The gaming device provides only the first audio and first visual displays for the predetermined time between T1 and T2. Upon reaching the time T2, the second set-point of the timer, the gaming device 10 continues to pay or transfer the awards, continues to provide the first audio and visual displays and provides a second audio and second visual display as indicated by block 106. The second audio display preferably overlaps the first audio display and the second visual display overlaps the first visual display. Upon reaching the predetermined time T3,the third set-point of the timer, the gaming device 10 continues to pay or transfer the awards, continues to provide the first and second audio and visual displays and provides the third audio and third visual displays as indicated by block 108. The third audio display preferably overlaps the first and second audio display and the third video display overlaps the first and second visual displays. Ultimately, upon reaching the time Tf! the gaming device stops paying awards and preferably provides a final display that terminates all of the concurrent displays, which are active at time Tf as indicated by block 110.
The present invention contemplates selecting any number of different sets of audio and visual displays at any number of predetermined intermediate times. Preferably, the time Tf is not predetermined, rather, the time Tf is the time at which the gaming device 10 awards or transfers the final credit. Alternatively, the time Tf could be predetermined. For example, the memory device 38 could store a database of termination times Tf that correspond to a number of bonus awards. A final display is optional, but preferably an audio display such as a final note and a visual display such as the singer bowing to the audience terminates the displays. Alternatively, the displays could end all at once without the final display, or in an alternative embodiment as described later, cease at different times such as T2 and T3.

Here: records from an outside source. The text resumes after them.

use async_trait::async_trait;
use reqwest::{
    header::{HeaderMap, HeaderName, HeaderValue, CONTENT_TYPE},
    Client, Response,
};
use serde::de::DeserializeOwned;
use shared::domain::{Employee, PersonId};
use tracing::{debug, error};

pub mod config;
pub mod error;

pub use config::{load_service_config, ServiceConfig};
pub use error::TransportError;

const CUSTOMER_ID_HEADER: &str = "CustomerID";
const API_KEY_HEADER: &str = "APIKey";

/// CRUD contract for the remote employee collection. Every call is one round trip.
#[async_trait]
pub trait EmployeeService: Send + Sync {
    async fn get_all(&self) -> Result<Vec<Employee>, TransportError>;
    async fn get_by_key(&self, id: &PersonId) -> Result<Employee, TransportError>;
    async fn create(&self, employee: &Employee) -> Result<Employee, TransportError>;
    async fn update(&self, employee: &Employee) -> Result<Employee, TransportError>;
    async fn delete(&self, id: &PersonId) -> Result<(), TransportError>;
}

pub struct HttpEmployeeService {
    http: Client,
    base_url: String,
}

impl HttpEmployeeService {
    pub fn new(config: &ServiceConfig) -> Result<Self, TransportError> {
        let http = Client::builder()
            .default_headers(request_headers(config)?)
            .build()?;
        Ok(Self {
            http,
            base_url: config.base_url.trim_end_matches('/').to_string(),
        })
    }

    pub fn base_url(&self) -> &str {
        &self.base_url
    }

    fn keyed_url(&self, id: &PersonId) -> String {
        format!("{}({})", self.base_url, id)
    }
}

fn request_headers(config: &ServiceConfig) -> Result<HeaderMap, TransportError> {
    let mut headers = HeaderMap::new();
    headers.insert(CONTENT_TYPE, HeaderValue::from_static("application/json"));
    headers.insert(
        HeaderName::from_static("customerid"),
        credential_value(CUSTOMER_ID_HEADER, &config.customer_id)?,
    );
    headers.insert(
        HeaderName::from_static("apikey"),
        credential_value(API_KEY_HEADER, &config.api_key)?,
    );
    Ok(headers)
}

fn credential_value(name: &'static str, raw: &str) -> Result<HeaderValue, TransportError> {
    let mut value = HeaderValue::from_str(raw).map_err(|err| TransportError::InvalidHeader {
        name,
        reason: err.to_string(),
    })?;
    value.set_sensitive(true);
    Ok(value)
}

fn ensure_success(response: Response) -> Result<Response, TransportError> {
    let status = response.status();
    if status.is_success() {
        Ok(response)
    } else {
        Err(TransportError::Status {
            status: status.as_u16(),
        })
    }
}

async fn decode<T: DeserializeOwned>(response: Response) -> Result<T, TransportError> {
    Ok(ensure_success(response)?.json::<T>().await?)
}

#[async_trait]
impl EmployeeService for HttpEmployeeService {
    async fn get_all(&self) -> Result<Vec<Employee>, TransportError> {
        let result = async {
            let res = self.http.get(&self.base_url).send().await?;
            decode::<Vec<Employee>>(res).await
        }
        .await;

        match result {
            Ok(employees) => {
                debug!(count = employees.len(), "fetched employees");
                Ok(employees)
            }
            Err(err) => {
                error!(operation = "get_all", error = %err, "error fetching employees");
                Err(err)
            }
        }
    }

    async fn get_by_key(&self, id: &PersonId) -> Result<Employee, TransportError> {
        let result = async {
            let res = self.http.get(self.keyed_url(id)).send().await?;
            decode::<Employee>(res).await
        }
        .await;

        result.map_err(|err| {
            error!(operation = "get_by_key", person_id = %id, error = %err, "error fetching employee");
            err
        })
    }

    async fn create(&self, employee: &Employee) -> Result<Employee, TransportError> {
        let result = async {
            let res = self.http.post(&self.base_url).json(employee).send().await?;
            decode::<Employee>(res).await
        }
        .await;

        result.map_err(|err| {
            error!(
                operation = "create",
                person_id = %employee.person_id,
                error = %err,
                "error creating employee"
            );
            err
        })
    }

    async fn update(&self, employee: &Employee) -> Result<Employee, TransportError> {
        let result = async {
            let res = self.http.put(&self.base_url).json(employee).send().await?;
            decode::<Employee>(res).await
        }
        .await;

        result.map_err(|err| {
            error!(
                operation = "update",
                person_id = %employee.person_id,
                error = %err,
                "error updating employee"
            );
            err
        })
    }

    async fn delete(&self, id: &PersonId) -> Result<(), TransportError> {
        let result = async {
            let res = self
                .http
                .delete(self.keyed_url(id))
                .body(id.to_string())
                .send()
                .await?;
            ensure_success(res).map(|_| ())
        }
        .await;

        result.map_err(|err| {
            error!(operation = "delete", person_id = %id, error = %err, "error deleting employee");
            err
        })
    }
}

#[cfg(test)]
#[path = "tests/lib_tests.rs"]
mod tests;
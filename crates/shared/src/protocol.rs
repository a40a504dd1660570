//! Wire-format helpers for the employee resource.

use chrono::{DateTime, NaiveDateTime, SecondsFormat, Utc};

use crate::error::DomainError;

/// Identity written into `LastUpdatedBy` on every submit.
pub const LAST_UPDATED_BY_PLACEHOLDER: &str = "testUser";

pub fn format_timestamp(ts: &DateTime<Utc>) -> String {
    ts.to_rfc3339_opts(SecondsFormat::Millis, true)
}

/// Accepts RFC 3339 with any offset, or an offset-less ISO value which is taken as UTC.
pub fn parse_timestamp(raw: &str) -> Result<DateTime<Utc>, DomainError> {
    let raw = raw.trim();
    if let Ok(ts) = DateTime::parse_from_rfc3339(raw) {
        return Ok(ts.with_timezone(&Utc));
    }

    NaiveDateTime::parse_from_str(raw, "%Y-%m-%dT%H:%M:%S%.f")
        .map(|naive| naive.and_utc())
        .map_err(|_| DomainError::InvalidTimestamp(raw.to_string()))
}

pub mod timestamp {
    use chrono::{DateTime, Utc};
    use serde::{Deserialize, Deserializer, Serializer};

    pub fn serialize<S: Serializer>(ts: &DateTime<Utc>, serializer: S) -> Result<S::Ok, S::Error> {
        serializer.serialize_str(&super::format_timestamp(ts))
    }

    pub fn deserialize<'de, D: Deserializer<'de>>(deserializer: D) -> Result<DateTime<Utc>, D::Error> {
        let raw = String::deserialize(deserializer)?;
        super::parse_timestamp(&raw).map_err(serde::de::Error::custom)
    }
}

pub mod optional_timestamp {
    use chrono::{DateTime, Utc};
    use serde::{Deserialize, Deserializer, Serializer};

    pub fn serialize<S: Serializer>(
        ts: &Option<DateTime<Utc>>,
        serializer: S,
    ) -> Result<S::Ok, S::Error> {
        match ts {
            Some(ts) => serializer.serialize_str(&super::format_timestamp(ts)),
            None => serializer.serialize_none(),
        }
    }

    pub fn deserialize<'de, D: Deserializer<'de>>(
        deserializer: D,
    ) -> Result<Option<DateTime<Utc>>, D::Error> {
        let raw = Option::<String>::deserialize(deserializer)?;
        match raw.as_deref().map(str::trim) {
            None | Some("") => Ok(None),
            Some(value) => super::parse_timestamp(value)
                .map(Some)
                .map_err(serde::de::Error::custom),
        }
    }
}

The present invention contemplates any lengths of time for the intermediate set-points, such as T2 and T3. Tf generally is the time necessary to award or transfer all the credits. Preferably, the intermediate set-points occur at different times in accordance with the audio and visual displays, the theme of the gaming device 10 or the bonus scheme. For example, if the total time necessary to award or transfer all the credits, Tf, is 30 seconds, the intermediate times T2 and T3 could be 10 seconds and 20 seconds.
FIG. 4 illustrates the previously described blocks 102, 104, 106, 108 and 110 in connection with the preferred embodiment of the present invention, wherein the audio and visual displays overlap and form concurrent layers of sound and visual display. Adding consecutive display layers to currently playing sounds and displayed images increases player excitement and enjoyment by providing denser, richer and more complex sounds and visual images as the player accumulates larger amounts of credits or payouts. As indicated by block 102, when the reels 30 stop and show a winning combination or single indicia yielding base game awards, when the player cashes out by selecting the cash out button 26, or when the player receives a bonus award (not illustrated), the gaming device 10 invokes the award enhancement method, which initializes the timer at time t=0, and the timer beings to run.
As illustrated by diamond 112, when the time t=T1, the gaming device 10 begins to award or transfer base game credits to the player and to provide a first audio display and/or a visual display to the player as indicated by block 104. The preferred embodiment contemplates the gaming device providing a first visual display in the video monitor 32, and a first audio display through the speakers 54. Preferably, T1 is a small period of time such as one second, or alternatively, T1 could be zero seconds, wherein the displays begin immediately upon an award or transfer triggering event.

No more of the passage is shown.